Monday, October 28, 2013


                      "Maine Cottage in the Woods"

Many students have trouble painting believable trees.  I think that is because they are relying on their memory of trees or their preconceived ideas of trees leftover from elementary school.
Observe trees.  Draw trees from nature.  Look at the light and shadows on their trunks.  Are the trunks lighter or darker than their background?  Vary the colors on the trunks.  Use clumps or clusters of foliage rather than trying to paint individual leaves with little unconnected dots. 

Using trees to frame subjects is a common practice.  But sometimes the trees become the subject. Know what you want your viewers to look at, and then make it interesting with value and color.

Here is my little cottage in the Maine woods, trees and all.

Thursday, October 24, 2013

The T

                           "The Bay Lady at Anchor"

There are many observations I could make about this composition.  I'll start with the T device.  If you look at the shoreline, it's the top of the T.  The boat and its reflection are the trunk of the T.  It's slightly off center so the centers of interest, the boat and the church, are on the thirds.

I've also said several times that it's good to find ways to break a line.  The church steeple and the mast of the boat both break the tree line.  The boat also interrupts the shoreline.

And finally, the sloping angle of the buildings and the trees act as pointers. 

Plan with purpose in your design.

Can you tell I'm homesick for Boothbay Harbor?

Monday, October 21, 2013

Painting in a Series

The last two blog entries have featured fog and cloud paintings that I painted on location.  Here's another painting in the series that I painted from photographic references.  The scene is high above Maggie Valley, NC.  The cloud is casting a shadow on the mountain below.  I invented the wisp of smoke coming from the little farm in the valley.  It connects the two halves of the painting as well as providing some additional movement.

Again, greens present a challenge to the painter.  Variation in color, value and texture all make for interest.  Try to avoid mixing your greens into a flat color on your palette.  Mix blues, yellows, golds, red and even purples on the paper to indicate the variety of trees and the atmosphere that influences them.

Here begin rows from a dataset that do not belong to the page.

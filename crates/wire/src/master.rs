// SPDX-License-Identifier: BUSL-1.1
// Copyright (c) 2026 Alfred Jean LLC

//! Master protocol (spec.md §4.6): the privileged channel the front-end
//! uses for user lookups and session metadata. No SASL state.

use authd_core::RequestId;

use crate::error::ProtocolError;
use crate::fields::{parse_kv, render_kv};

#[derive(Debug, Clone, PartialEq, Eq)]
pub struct MasterUserRequest {
    pub id: RequestId,
    pub user: String,
    pub service: String,
    pub fields: Vec<(String, String)>,
}

impl MasterUserRequest {
    pub fn parse(line: &str) -> Result<MasterUserRequest, ProtocolError> {
        let mut parts = line.split('\t');
        match parts.next() {
            Some("USER") => {}
            _ => return Err(ProtocolError::MalformedLine(line.to_string())),
        }
        let id: RequestId = parts
            .next()
            .ok_or_else(|| ProtocolError::MalformedLine(line.to_string()))?
            .parse()
            .map_err(|_| ProtocolError::MalformedLine(line.to_string()))?;
        let user = parts
            .next()
            .ok_or_else(|| ProtocolError::MalformedLine(line.to_string()))?
            .to_string();
        let service = parts
            .next()
            .ok_or_else(|| ProtocolError::MalformedLine(line.to_string()))?
            .to_string();
        let rest: Vec<&str> = parts.collect();
        Ok(MasterUserRequest { id, user, service, fields: parse_kv(&rest) })
    }
}

#[derive(Debug, Clone, PartialEq, Eq)]
pub enum MasterReply {
    User { id: RequestId, user: String, fields: Vec<(String, String)> },
    NotFound { id: RequestId },
    Fail { id: RequestId },
}

impl MasterReply {
    pub fn to_line(&self) -> String {
        match self {
            MasterReply::User { id, user, fields } => {
                format!("USER\t{id}\t{user}{}\n", render_kv(fields))
            }
            MasterReply::NotFound { id } => format!("NOTFOUND\t{id}\n"),
            MasterReply::Fail { id } => format!("FAIL\t{id}\n"),
        }
    }
}
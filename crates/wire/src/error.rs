// SPDX-License-Identifier: BUSL-1.1
// Copyright (c) 2026 Alfred Jean LLC

//! Wire-level protocol errors.

use thiserror::Error;

/// A malformed line, duplicate id, or version mismatch. Per spec.md §7 this
/// is always fatal to the connection it occurred on — callers should
/// disconnect rather than try to resynchronize the stream.
#[derive(Debug, Error)]
pub enum ProtocolError {
    #[error("connection closed")]
    ConnectionClosed,

    #[error("read timed out")]
    Timeout,

    #[error("malformed line: {0:?}")]
    MalformedLine(String),

    #[error("unknown command {0:?}")]
    UnknownCommand(String),

    #[error("invalid request id {0:?}")]
    InvalidRequestId(String),

    #[error("duplicate request id {0}")]
    DuplicateRequestId(u32),

    #[error("unknown request id {0}")]
    UnknownRequestId(u32),

    #[error("invalid base64 payload: {0}")]
    InvalidBase64(#[from] base64::DecodeError),

    #[error("version line major mismatch: client={client_major} server={server_major}")]
    VersionMismatch { client_major: u32, server_major: u32 },

    #[error("i/o error: {0}")]
    Io(#[from] std::io::Error),
}
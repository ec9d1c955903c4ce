// SPDX-License-Identifier: BUSL-1.1
// Copyright (c) 2026 Alfred Jean LLC

//! Worker-subprocess side of the frame protocol: reads `WorkerRequest`
//! frames from the inherited socket and writes back a `WorkerReply` per
//! request. Generic over the handler so `authd-engine`'s passdb dispatch
//! can plug in without this crate depending on it.

use std::future::Future;

use tokio::io::{AsyncBufReadExt, AsyncWriteExt, BufReader};
use tokio::net::UnixStream;

use crate::frame::{WorkerReply, WorkerRequest};

/// Runs the worker side of the protocol until the daemon closes its end.
/// Each frame is handled concurrently; `handler` must be cheap to clone
/// (typically an `Arc`-wrapped passdb registry).
pub async fn serve<H, Fut>(stream: UnixStream, handler: H) -> std::io::Result<()>
where
    H: Fn(WorkerRequest) -> Fut + Clone + Send + 'static,
    Fut: Future<Output = WorkerReply> + Send + 'static,
{
    let (read_half, write_half) = stream.into_split();
    let mut reader = BufReader::new(read_half);
    let (tx, mut rx) = tokio::sync::mpsc::channel::<WorkerReply>(64);

    let writer_task = tokio::spawn(async move {
        let mut write_half = write_half;
        while let Some(reply) = rx.recv().await {
            if write_half.write_all(reply.to_line().as_bytes()).await.is_err() {
                break;
            }
            if write_half.flush().await.is_err() {
                break;
            }
        }
    });

    let mut line = String::new();
    loop {
        line.clear();
        let n = reader.read_line(&mut line).await?;
        if n == 0 {
            break;
        }
        let trimmed = line.trim_end_matches(['\n', '\r']).to_string();
        let request = match WorkerRequest::parse(&trimmed) {
            Ok(req) => req,
            Err(e) => {
                tracing::warn!(error = %e, "malformed request frame from daemon");
                continue;
            }
        };
        let handler = handler.clone();
        let tx = tx.clone();
        tokio::spawn(async move {
            let reply = handler(request).await;
            let _ = tx.send(reply).await;
        });
    }

    drop(tx);
    let _ = writer_task.await;
    Ok(())
}
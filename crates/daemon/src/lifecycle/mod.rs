// SPDX-License-Identifier: BUSL-1.1
// Copyright (c) 2026 Alfred Jean LLC

//! Process/privilege lifecycle (spec.md §4.1): assembling `Config` from the
//! environment, then running the privileged phases that open listener
//! sockets before handing off to the unprivileged event loop.

mod privilege;

pub use privilege::{ListenerSet, PrivilegeManager, CLIENT_LISTEN_FD, MASTER_SOCKET_FD};

use std::time::Duration;

use thiserror::Error;

use crate::env::{self, ListenerSpec, LogSink, RestrictAccess};

#[derive(Debug, Error)]
pub enum LifecycleError {
    #[error("i/o error: {0}")]
    Io(#[from] std::io::Error),

    #[error("socket {0} exists and has a live peer")]
    StaleSocketLivePeer(std::path::PathBuf),

    #[error("{0}: invalid mode")]
    InvalidListenerMode(String),

    #[error("user {0:?} does not exist")]
    UnknownUser(String),

    #[error("group {0:?} does not exist")]
    UnknownGroup(String),

    #[error("chroot({0:?}) failed: {1}")]
    Chroot(std::path::PathBuf, #[source] nix::errno::Errno),

    #[error("failed to drop to unprivileged identity: {0}")]
    SetId(#[source] nix::errno::Errno),

    #[error("standalone mode requires at least one AUTH_1 client listener")]
    NoStandaloneListeners,

    #[error("failed to start worker pool: {0}")]
    WorkerPoolInit(#[from] authd_workers::WorkerError),
}

/// Daemon configuration, assembled once from the environment before any
/// privileged step runs.
pub struct Config {
    pub client_listeners: Vec<ListenerSpec>,
    pub master_listeners: Vec<ListenerSpec>,
    pub standalone: bool,
    pub foreground: bool,
    pub restrict: RestrictAccess,
    pub log_sink: LogSink,
    pub worker_count: usize,
    pub worker_queue_max: usize,
    pub failure_delay: Duration,
    pub request_deadline: Duration,
    pub connection_inactivity_timeout: Duration,
    pub timer_check: Duration,
}

impl Config {
    pub fn load(foreground: bool) -> Result<Config, LifecycleError> {
        let standalone = env::is_standalone();
        let client_listeners = env::client_listeners();
        let master_listeners = env::master_listeners();

        if standalone && client_listeners.is_empty() {
            return Err(LifecycleError::NoStandaloneListeners);
        }

        Ok(Config {
            client_listeners,
            master_listeners,
            standalone,
            foreground,
            restrict: env::restrict_access(),
            log_sink: env::log_sink(),
            worker_count: env::worker_count(),
            worker_queue_max: env::worker_queue_max(),
            failure_delay: env::failure_delay(),
            request_deadline: env::request_deadline(),
            connection_inactivity_timeout: env::connection_inactivity_timeout(),
            timer_check: env::timer_check_ms(),
        })
    }
}
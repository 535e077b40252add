// SPDX-FileCopyrightText: 2026 rgbctrl contributors
//
// SPDX-License-Identifier: BSD-2-Clause

pub mod config;
pub mod logging;
pub mod util;

pub use config::{ConfigError, ConfigFile};
pub use logging::init_logging;
pub use util::normalize_name;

Today I'm back to Maine subjects. 

Friday, October 18, 2013

Travel Painting #5

                                Great Smoky Mountains National Park

This is the last painting I did on my road trip home.  It was the second of two that I painted that day in the Smokies last week.  I'm happy to report that the  Watercolor Painting Club posted the first Smokies painting on their website as a highlighted piece, and as of a few minutes ago it had over 3.6K  likes and 406 shares!  Nice to be recognized by so many fine watercolorists.

The clouds in this painting were casting the most wonderful shadows on the mountains.  The same technique that I mentioned in the last post came in handy for this piece, too.  The greens were again a focus.  Using a tube green just won't cut it.  Either mix the green with an earth tone or a yellow on the palette (but don't overmix it into an homogenous straight green), or as I like to do, mix the greens on the paper. 

Yellow is the first color that starts to disappear as the trees recede into the distance.  Since blue and yellow make green, that leaves shades of blue in the farthest peaks. 

It really helps to paint on location to observe the effects of light on the landscape.  So get out there and look!

Monday, October 14, 2013


                                       The Great Smoky Mountains

High on the peaks of the Smoky Mountains, visitors can look down on the clouds that settle into the valleys below.  Rendering their soft look can be a problem.  The key is to paint the cloud, let it dry, then re-wet the edges and paint the darker mountains up or down to the cloud.  The result should be a soft edge.

In this painting, the technique is used several times as each layer of mountains gets closer and a little darker.  Without the softness, the white area of clouds would look like a lake.  The soft edges describe the quality of a cloud bank.

Thursday, October 10, 2013

Painting While Travelling

                               Henry Homestead, Manassas Battlefield

I keep my easel on top of the suitcases when I travel, but rarely pull it out to paint.  But something is different this trip.  Actually, something has shifted in my painting discipline this summer and fall.  I am much more driven to paint as often as I can.  The goal seems less about producing a "winning" painting or a saleable painting.  I'm treating each painting session as practice, keeping my hand and eye active. 

As a painter, I guess it is easy to assume that once you've made progress in your technique, and learned something about the design and execution of paintings that you will continue at that level even if you don't paint for long periods.  I reject that notion.  If you are not attentive to the craft you are practicing, you may start sliding into predictable habits that work.  It's even possible that once you reach a plateau that brings "success" that you will stop experimenting and thinking about other approaches. 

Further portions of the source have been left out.